Outro dia, uma implicou com uma fonte ornamental que tenho em minha sala e que embala o meu escrevinhar. Não adiantou eu enumerar os benefícios para o bem-estar e a sanidade mental advindos de uma fonte, tais como: em dias de muito calor, umidifica o ar, refrescando o ambiente, e o barulhinho da água acalma, relaxa... E quem no campo democrático não precisa de uma válvula de escape em tempos tão bicudos? Sem falar que uma fonte diminui exponencialmente a necessidade do ar-condicionado. Em suma, diminui a conta de luz!
“O Brasil pegando fogo, a democracia em risco, sendo destruída, eu precisando conversar sobre política porque estou muito angustiada, pergunto o que está fazendo, e a resposta é que está limpando sua fonte! Morri! Além da simplicidade voluntária de cuidar de seu mundo de cactos, só falta agora ser seguidora do feng shui!”.
Repeti o que estou lembrando porque as recriminações preconceituosas foram longas e chatas. Respirei. Indaguei se havia terminado. Minha cabeça estava a mil. Como se não bastasse a onda fascista em curso no país, aparece uma amiga babaca com dor de consciência. Que fase!
“Amada, ‘me erra’! Cuide de sua vida que da minha cuido eu. Aliás, sempre cuidei. Só não entendo por que está implicando com meus cactos, minha fonte e minha opção pela filosofia da simplicidade voluntária”.
E enveredei, colocando na vitrine que ela fazia um discurso antigo e carcomido, típico de uma visão política que não vai além do uso da política para fins eleitoreiros; que estava sendo antidemocrática ao extremo e discursando que está preocupada com o ataque à democracia que estamos vivenciando!
E lacrei: “O que você fez durante tantos anos para que não chegássemos aonde estamos, fora arrotar que a luta de classes havia acabado, só porque o objetivo final de vocês era gerenciar a crise do capitalismo no Brasil?”.

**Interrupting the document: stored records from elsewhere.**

#![no_std]
use fixed_point_math::EXP_SCALE;
use soroban_sdk::{contract, contractimpl, contracttype, Address, Env, Symbol};

const SECONDS_PER_YEAR: u128 = 31_536_000;
const TTL_THRESHOLD: u32 = 100_000_000;
const TTL_EXTEND_TO: u32 = 200_000_000;

#[contracttype]
pub enum DataKey {
    BaseRatePerYear,       // u128 mantissa (1e18)
    MultiplierPerYear,     // u128 mantissa, slope below the kink
    JumpMultiplierPerYear, // u128 mantissa, slope above the kink
    Kink,                  // u128 mantissa, utilization where the slope changes
    Admin,                 // Address
}

#[contract]
pub struct JumpRateModel;

#[contractimpl]
impl JumpRateModel {
    pub fn initialize(
        env: Env,
        base_rate_per_year: u128,
        multiplier_per_year: u128,
        jump_multiplier_per_year: u128,
        kink: u128,
        admin: Address,
    ) {
        if env
            .storage()
            .persistent()
            .get::<_, Address>(&DataKey::Admin)
            .is_some()
        {
            panic!("already initialized");
        }
        if kink > EXP_SCALE {
            panic!("invalid kink");
        }
        admin.require_auth();
        env.storage().persistent().set(&DataKey::Admin, &admin);
        env.storage()
            .persistent()
            .set(&DataKey::BaseRatePerYear, &base_rate_per_year);
        env.storage()
            .persistent()
            .set(&DataKey::MultiplierPerYear, &multiplier_per_year);
        env.storage()
            .persistent()
            .set(&DataKey::JumpMultiplierPerYear, &jump_multiplier_per_year);
        env.storage().persistent().set(&DataKey::Kink, &kink);
        bump_ttl(&env);
        env.events().publish(
            (Symbol::new(&env, "model_initialized"),),
            (
                base_rate_per_year,
                multiplier_per_year,
                jump_multiplier_per_year,
                kink,
            ),
        );
    }

    /// Pool utilization as a mantissa: borrows / (cash + borrows - reserves).
    pub fn get_utilization(_env: Env, cash: u128, borrows: u128, reserves: u128) -> u128 {
        utilization(cash, borrows, reserves)
    }

    /// Borrow rate per second (mantissa) at the pool's current utilization.
    pub fn get_borrow_rate(env: Env, cash: u128, borrows: u128, reserves: u128) -> u128 {
        ensure_initialized(&env);
        bump_ttl(&env);
        let util = utilization(cash, borrows, reserves);
        let base: u128 = env
            .storage()
            .persistent()
            .get(&DataKey::BaseRatePerYear)
            .unwrap_or(0);
        let mult: u128 = env
            .storage()
            .persistent()
            .get(&DataKey::MultiplierPerYear)
            .unwrap_or(0);
        let jump: u128 = env
            .storage()
            .persistent()
            .get(&DataKey::JumpMultiplierPerYear)
            .unwrap_or(0);
        let kink: u128 = env
            .storage()
            .persistent()
            .get(&DataKey::Kink)
            .unwrap_or(EXP_SCALE * 8 / 10);
        let yearly = if util <= kink {
            fixed_point_math::mul_scalar_truncate_add(mult, util, base).expect("math overflow")
        } else {
            let normal =
                fixed_point_math::mul_scalar_truncate_add(mult, kink, base).expect("math overflow");
            let excess = util - kink;
            fixed_point_math::mul_scalar_truncate_add(jump, excess, normal).expect("math overflow")
        };
        yearly / SECONDS_PER_YEAR
    }

    /// Supply rate per second (mantissa): utilization * borrow_rate * (1 - reserve_factor).
    pub fn get_supply_rate(
        env: Env,
        cash: u128,
        borrows: u128,
        reserves: u128,
        reserve_factor: u128,
    ) -> u128 {
        ensure_initialized(&env);
        bump_ttl(&env);
        let one_minus_rf = EXP_SCALE.saturating_sub(reserve_factor);
        let borrow_rate = Self::get_borrow_rate(env.clone(), cash, borrows, reserves);
        let rate_to_pool =
            fixed_point_math::mul_mantissa(borrow_rate, one_minus_rf).expect("math overflow");
        let util = utilization(cash, borrows, reserves);
        fixed_point_math::mul_mantissa(util, rate_to_pool).expect("math overflow")
    }
}

fn utilization(cash: u128, borrows: u128, reserves: u128) -> u128 {
    if borrows == 0 {
        return 0;
    }
    let denom = cash.saturating_add(borrows).saturating_sub(reserves);
    if denom == 0 {
        return 0;
    }
    fixed_point_math::div_to_mantissa(borrows, denom).expect("math overflow")
}

fn ensure_initialized(env: &Env) {
    if env
        .storage()
        .persistent()
        .get::<_, Address>(&DataKey::Admin)
        .is_none()
    {
        panic!("model not initialized");
    }
}

fn bump_ttl(env: &Env) {
    let persistent = env.storage().persistent();
    if persistent.has(&DataKey::Admin) {
        persistent.extend_ttl(&DataKey::Admin, TTL_THRESHOLD, TTL_EXTEND_TO);
    }
    if persistent.has(&DataKey::BaseRatePerYear) {
        persistent.extend_ttl(&DataKey::BaseRatePerYear, TTL_THRESHOLD, TTL_EXTEND_TO);
    }
    if persistent.has(&DataKey::MultiplierPerYear) {
        persistent.extend_ttl(&DataKey::MultiplierPerYear, TTL_THRESHOLD, TTL_EXTEND_TO);
    }
    if persistent.has(&DataKey::JumpMultiplierPerYear) {
        persistent.extend_ttl(&DataKey::JumpMultiplierPerYear, TTL_THRESHOLD, TTL_EXTEND_TO);
    }
    if persistent.has(&DataKey::Kink) {
        persistent.extend_ttl(&DataKey::Kink, TTL_THRESHOLD, TTL_EXTEND_TO);
    }
}

#[cfg(test)]
mod test {
    use super::*;
    use soroban_sdk::{testutils::Address as _, Env};

    fn setup(env: &Env) -> JumpRateModelClient<'_> {
        env.mock_all_auths();
        let admin = Address::generate(env);
        let id = env.register(JumpRateModel, ());
        let client = JumpRateModelClient::new(env, &id);
        // base 0%, 20%/yr to the kink at 80%, 400%/yr beyond it
        client.initialize(
            &0u128,
            &(EXP_SCALE / 5),
            &(EXP_SCALE * 4),
            &(EXP_SCALE * 8 / 10),
            &admin,
        );
        client
    }

    #[test]
    fn zero_borrows_zero_rate() {
        let env = Env::default();
        let client = setup(&env);
        assert_eq!(client.get_utilization(&1_000u128, &0u128, &0u128), 0);
        assert_eq!(client.get_borrow_rate(&1_000u128, &0u128, &0u128), 0);
    }

    #[test]
    fn rate_below_kink() {
        let env = Env::default();
        let client = setup(&env);
        // utilization 40%: yearly = 0.4 * 0.2 = 8%
        let rate = client.get_borrow_rate(&600u128, &400u128, &0u128);
        assert_eq!(rate, (EXP_SCALE * 8 / 100) / SECONDS_PER_YEAR);
    }

    #[test]
    fn slope_changes_at_kink() {
        let env = Env::default();
        let client = setup(&env);
        // utilization 90%: yearly = 0.8*0.2 + 0.1*4.0 = 0.56
        let rate = client.get_borrow_rate(&100u128, &900u128, &0u128);
        assert_eq!(rate, (EXP_SCALE * 56 / 100) / SECONDS_PER_YEAR);
        // above-kink rate dominates the below-kink one
        let low = client.get_borrow_rate(&600u128, &400u128, &0u128);
        assert!(rate > low);
    }

    #[test]
    fn supply_rate_discounts_reserve_factor() {
        let env = Env::default();
        let client = setup(&env);
        let rf = EXP_SCALE / 10; // 10%
        let with_rf = client.get_supply_rate(&500u128, &500u128, &0u128, &rf);
        let without = client.get_supply_rate(&500u128, &500u128, &0u128, &0u128);
        assert!(with_rf < without);
        assert!(with_rf > 0);
    }

    #[test]
    #[should_panic(expected = "already initialized")]
    fn reinitialize_rejected() {
        let env = Env::default();
        env.mock_all_auths();
        let admin = Address::generate(&env);
        let id = env.register(JumpRateModel, ());
        let client = JumpRateModelClient::new(&env, &id);
        client.initialize(&0u128, &0u128, &0u128, &0u128, &admin);
        client.initialize(&0u128, &0u128, &0u128, &0u128, &admin);
    }

    #[test]
    #[should_panic(expected = "invalid kink")]
    fn kink_above_one_rejected() {
        let env = Env::default();
        env.mock_all_auths();
        let admin = Address::generate(&env);
        let id = env.register(JumpRateModel, ());
        let client = JumpRateModelClient::new(&env, &id);
        client.initialize(&0u128, &0u128, &0u128, &(EXP_SCALE + 1), &admin);
    }
}
// Per-second borrow rate sanity cap, roughly 15_000% per year.
const MAX_BORROW_RATE_PER_SECOND: u128 = 5_000_000_000_000;

// Repay-all sentinel.
const REPAY_MAX: u128 = u128::MAX;

#[contract]
pub struct LendingMarket;
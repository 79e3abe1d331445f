#![no_std]

//! 18-decimal fixed-point ("mantissa") arithmetic over `u128`.
//!
//! Every operation is overflow-checked and returns `None` on overflow; every
//! division truncates toward zero. Callers decide how to surface overflow
//! (contracts panic with "math overflow").

/// One whole unit in mantissa terms (1.0 == 10^18).
pub const EXP_SCALE: u128 = 1_000_000_000_000_000_000;

/// `mantissa * scalar / 1e18`, truncating.
pub fn mul_scalar_truncate(mantissa: u128, scalar: u128) -> Option<u128> {
    Some(mantissa.checked_mul(scalar)? / EXP_SCALE)
}

/// `mantissa * scalar / 1e18 + addend`, truncating.
pub fn mul_scalar_truncate_add(mantissa: u128, scalar: u128, addend: u128) -> Option<u128> {
    mul_scalar_truncate(mantissa, scalar)?.checked_add(addend)
}

/// Product of two mantissas, itself a mantissa: `a * b / 1e18`.
pub fn mul_mantissa(a: u128, b: u128) -> Option<u128> {
    Some(a.checked_mul(b)? / EXP_SCALE)
}

/// Scale a numerator up and divide: `num * 1e18 / den`. The workhorse for
/// exchange-rate and share conversions.
pub fn div_to_mantissa(num: u128, den: u128) -> Option<u128> {
    if den == 0 {
        return None;
    }
    Some(num.checked_mul(EXP_SCALE)? / den)
}

/// Ratio of two mantissas as a mantissa: `a * 1e18 / b`.
pub fn fraction(a: u128, b: u128) -> Option<u128> {
    div_to_mantissa(a, b)
}
use soroban_sdk::{Address, Env, IntoVal};

pub fn call_contract_or_panic<T, A>(env: &Env, contract: &Address, func: &str, args: A) -> T
where
    T: soroban_sdk::TryFromVal<Env, soroban_sdk::Val>,
    A: IntoVal<Env, soroban_sdk::Vec<soroban_sdk::Val>>,
{
    use soroban_sdk::{Symbol, Val, Vec};
    let symbol = Symbol::new(env, func);
    let args_val: Vec<Val> = args.into_val(env);
    env.invoke_contract(contract, &symbol, args_val)
}
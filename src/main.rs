//! # fp705 CLI
//!
//! Command-line interface for a Datecs FP705 fiscal printer.
//!
//! ## Usage
//!
//! ```bash
//! # Device status flags
//! fp705 status
//!
//! # Device clock
//! fp705 --device /dev/ttyUSB1 time
//!
//! # Non-fiscal receipt from JSON
//! fp705 print receipt.json
//!
//! # Fiscal receipt with a VAT policy
//! fp705 print --fiscal --policy policy.json receipt.json
//!
//! # Fiscal memory report
//! fp705 report-period --start 2026-10-01 --end 2026-10-19 --detailed
//!
//! # Operator report, clearing registers
//! fp705 report-operator 1 --clear
//!
//! # Queue several receipts and print them in order
//! fp705 print-batch --fiscal a.json b.json c.json
//! ```
//!
//! Logging goes to stderr and follows `RUST_LOG`; results go to stdout as JSON.

use clap::{Parser, Subcommand};
use std::collections::BTreeMap;
use std::fs;
use std::path::{Path, PathBuf};
use std::time::Duration;

use chrono::{NaiveDate, NaiveDateTime};
use serde::de::DeserializeOwned;
use tracing_subscriber::{EnvFilter, layer::SubscriberExt, util::SubscriberInitExt};

use fp705::{
    FiscalPolicy, Fp705Error, Fp705Printer, InMemoryPrintQueue, InMemoryReceiptRepository,
    PeriodType, PrintStatus, PrinterConfig, PrintingService, Receipt, RegisterState,
    service::{PrintReceiptRequest, ReceiptRepository},
    transport::{
        SerialPort,
        serial::{DEFAULT_BAUD, DEFAULT_DEVICE},
    },
};

/// fp705 - Datecs FP705 fiscal printer utility
#[derive(Parser, Debug)]
#[command(name = "fp705")]
#[command(author, version, about, long_about = None)]
struct Cli {
    /// Printer device path
    #[arg(long, global = true, default_value = DEFAULT_DEVICE)]
    device: String,

    /// Serial line speed
    #[arg(long, global = true, default_value_t = DEFAULT_BAUD)]
    baud: u32,

    /// Read timeout per attempt, in milliseconds
    #[arg(long, global = true, default_value_t = 500)]
    timeout_ms: u64,

    /// Attempts per frame for receipts and queries
    #[arg(long, global = true)]
    retries: Option<u32>,

    /// Attempts per frame for reports
    #[arg(long, global = true)]
    report_retries: Option<u32>,

    /// Debug logging
    #[arg(short, long, global = true)]
    verbose: bool,

    #[command(subcommand)]
    command: Commands,
}

#[derive(Subcommand, Debug)]
enum Commands {
    /// Print the device status flags
    Status,

    /// Print the device clock
    Time,

    /// Print a receipt described by a JSON file
    Print {
        /// Receipt JSON file
        receipt: PathBuf,

        /// Print as a fiscal receipt
        #[arg(long)]
        fiscal: bool,

        /// Fiscal policy JSON file: `[{"vat": 20, "group": "2"}, ...]`
        #[arg(long, value_name = "FILE")]
        policy: Option<PathBuf>,
    },

    /// Queue receipts and print them one after another
    PrintBatch {
        /// Receipt JSON files; a receipt without an id is named after its file
        #[arg(required = true)]
        receipts: Vec<PathBuf>,

        /// Print as fiscal receipts
        #[arg(long)]
        fiscal: bool,

        /// Fiscal policy JSON file
        #[arg(long, value_name = "FILE")]
        policy: Option<PathBuf>,
    },

    /// Fiscal memory report between two dates
    ReportPeriod {
        /// First day (YYYY-MM-DD or YYYY-MM-DDTHH:MM:SS)
        #[arg(long, value_parser = parse_timestamp)]
        start: NaiveDateTime,

        /// Last day (YYYY-MM-DD or YYYY-MM-DDTHH:MM:SS)
        #[arg(long, value_parser = parse_timestamp)]
        end: NaiveDateTime,

        /// Detailed instead of short report
        #[arg(long)]
        detailed: bool,
    },

    /// Report for a single operator
    ReportOperator {
        /// Operator id (1-30)
        operator: String,

        /// Clear the operator's registers afterwards
        #[arg(long)]
        clear: bool,
    },
}

fn main() {
    let cli = Cli::parse();
    init_logger(cli.verbose);

    if let Err(e) = run(cli) {
        eprintln!("Error: {}", e);
        std::process::exit(1);
    }
}

fn init_logger(verbose: bool) {
    let default = if verbose { "fp705=debug" } else { "fp705=info" };
    let filter = EnvFilter::try_from_default_env().unwrap_or_else(|_| EnvFilter::new(default));

    tracing_subscriber::registry()
        .with(filter)
        .with(
            tracing_subscriber::fmt::layer()
                .with_target(false)
                .with_writer(std::io::stderr)
                .compact(),
        )
        .init();
}

fn run(cli: Cli) -> Result<(), Fp705Error> {
    let config = build_config(&cli)?;

    // Validate inputs before touching the device
    let job = match cli.command {
        Commands::Print {
            receipt,
            fiscal,
            policy,
        } => {
            let receipt: Receipt = read_json(&receipt)?;
            let policy: Vec<FiscalPolicy> = match policy {
                Some(path) => read_json(&path)?,
                None => Vec::new(),
            };
            Job::Print {
                receipt,
                fiscal,
                policy,
            }
        }
        Commands::PrintBatch {
            receipts,
            fiscal,
            policy,
        } => {
            let receipts = receipts
                .iter()
                .map(|path| read_batch_receipt(path))
                .collect::<Result<Vec<_>, _>>()?;
            let policy: Vec<FiscalPolicy> = match policy {
                Some(path) => read_json(&path)?,
                None => Vec::new(),
            };
            Job::PrintBatch {
                receipts,
                fiscal,
                policy,
            }
        }
        Commands::Status => Job::Status,
        Commands::Time => Job::Time,
        Commands::ReportPeriod {
            start,
            end,
            detailed,
        } => {
            if end < start {
                return Err(Fp705Error::Config("--end is before --start".into()));
            }
            let period = if detailed {
                PeriodType::Extended
            } else {
                PeriodType::Short
            };
            Job::ReportPeriod { start, end, period }
        }
        Commands::ReportOperator { operator, clear } => {
            let state = if clear {
                RegisterState::Clear
            } else {
                RegisterState::Keep
            };
            Job::ReportOperator { operator, state }
        }
    };

    let open_port = || SerialPort::open(&cli.device, config.baud, config.read_timeout);

    match job {
        Job::Print {
            receipt,
            fiscal,
            policy,
        } => {
            let mut printer = Fp705Printer::with_config(open_port()?, policy, config);
            let response = if fiscal {
                printer.print_fiscal_receipt(&receipt)?
            } else {
                printer.print_receipt(&receipt)?
            };
            println!("{}", serde_json::to_string_pretty(&response)?);
            printer.close()?;
        }
        Job::Status => {
            let mut printer = Fp705Printer::with_config(open_port()?, Vec::new(), config);
            let status = printer.get_status()?;
            println!("{}", serde_json::to_string_pretty(&status)?);
            printer.close()?;
        }
        Job::Time => {
            let mut printer = Fp705Printer::with_config(open_port()?, Vec::new(), config);
            println!("{}", serde_json::to_string(&printer.get_time()?)?);
            printer.close()?;
        }
        Job::ReportPeriod { start, end, period } => {
            let mut printer = Fp705Printer::with_config(open_port()?, Vec::new(), config);
            printer.report_for_period(start, end, period)?;
            printer.close()?;
        }
        Job::ReportOperator { operator, state } => {
            let mut printer = Fp705Printer::with_config(open_port()?, Vec::new(), config);
            printer.report_for_operator(&operator, state)?;
            printer.close()?;
        }
        Job::PrintBatch {
            receipts,
            fiscal,
            policy,
        } => print_batch(open_port, config, receipts, fiscal, policy)?,
    }

    Ok(())
}

/// Submit every receipt, then drain the queue, opening the port per receipt.
fn print_batch<F>(
    open_port: F,
    config: PrinterConfig,
    receipts: Vec<Receipt>,
    fiscal: bool,
    policy: Vec<FiscalPolicy>,
) -> Result<(), Fp705Error>
where
    F: Fn() -> Result<SerialPort, Fp705Error>,
{
    let mut service = PrintingService::new(
        InMemoryPrintQueue::new(),
        InMemoryReceiptRepository::new(),
    );
    let mut ids = Vec::with_capacity(receipts.len());
    for receipt in receipts {
        ids.push(service.submit(PrintReceiptRequest::new(receipt, fiscal))?);
    }

    service.print_receipts(|| {
        Ok(Fp705Printer::with_config(open_port()?, policy.clone(), config))
    });

    let outcome = ids
        .into_iter()
        .map(|id| {
            let status = service.repository().get_status(&id)?;
            Ok((id, status))
        })
        .collect::<Result<BTreeMap<String, PrintStatus>, Fp705Error>>()?;
    println!("{}", serde_json::to_string_pretty(&outcome)?);
    Ok(())
}

/// A parsed command, ready to run against the device.
enum Job {
    Print {
        receipt: Receipt,
        fiscal: bool,
        policy: Vec<FiscalPolicy>,
    },
    PrintBatch {
        receipts: Vec<Receipt>,
        fiscal: bool,
        policy: Vec<FiscalPolicy>,
    },
    Status,
    Time,
    ReportPeriod {
        start: NaiveDateTime,
        end: NaiveDateTime,
        period: PeriodType,
    },
    ReportOperator {
        operator: String,
        state: RegisterState,
    },
}

fn build_config(cli: &Cli) -> Result<PrinterConfig, Fp705Error> {
    let mut config = PrinterConfig::FP705
        .with_baud(cli.baud)
        .with_read_timeout(Duration::from_millis(cli.timeout_ms));
    if let Some(retries) = cli.retries {
        config = config.with_max_retries(retries);
    }
    if let Some(retries) = cli.report_retries {
        config = config.with_report_retries(retries);
    }
    config.validate()?;
    Ok(config)
}

fn read_json<T: DeserializeOwned>(path: &Path) -> Result<T, Fp705Error> {
    let text = fs::read_to_string(path)
        .map_err(|e| Fp705Error::Config(format!("Failed to read {}: {}", path.display(), e)))?;
    Ok(serde_json::from_str(&text)?)
}

fn read_batch_receipt(path: &Path) -> Result<Receipt, Fp705Error> {
    let mut receipt: Receipt = read_json(path)?;
    if receipt.receipt_id.is_none() {
        let stem = path.file_stem().map(|s| s.to_string_lossy().into_owned());
        receipt.receipt_id = stem;
    }
    Ok(receipt)
}

fn parse_timestamp(value: &str) -> Result<NaiveDateTime, String> {
    if let Ok(ts) = NaiveDateTime::parse_from_str(value, "%Y-%m-%dT%H:%M:%S") {
        return Ok(ts);
    }
    NaiveDate::parse_from_str(value, "%Y-%m-%d")
        .ok()
        .and_then(|date| date.and_hms_opt(0, 0, 0))
        .ok_or_else(|| format!("invalid date '{}', expected YYYY-MM-DD", value))
}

Estou onde sempre estive desde que comecei a fazer política: ao lado do povo, defendendo suas demandas mais prementes por cidadania – por justiça racial/étnica, por justiça de gênero, enfim contra todas as opressões, incluindo a de classe!
“Acha que uma fonte poderia melhorar meu estado de espírito?” Ai, que susto eu tive! “Não estou nem dormindo direito, mesmo tomando calmante”.
“Ah, vai ter de apelar para o feng shui” – cultura milenar chinesa de harmonização de ambientes – e toda a sua teorização sobre a conservação das energias positivas e o redirecionamento das energias negativas, que afirma que as fontes de água corrente têm o poder de neutralizar energias negativas e atrair energias positivas. Se bem não fizer, mal não fará.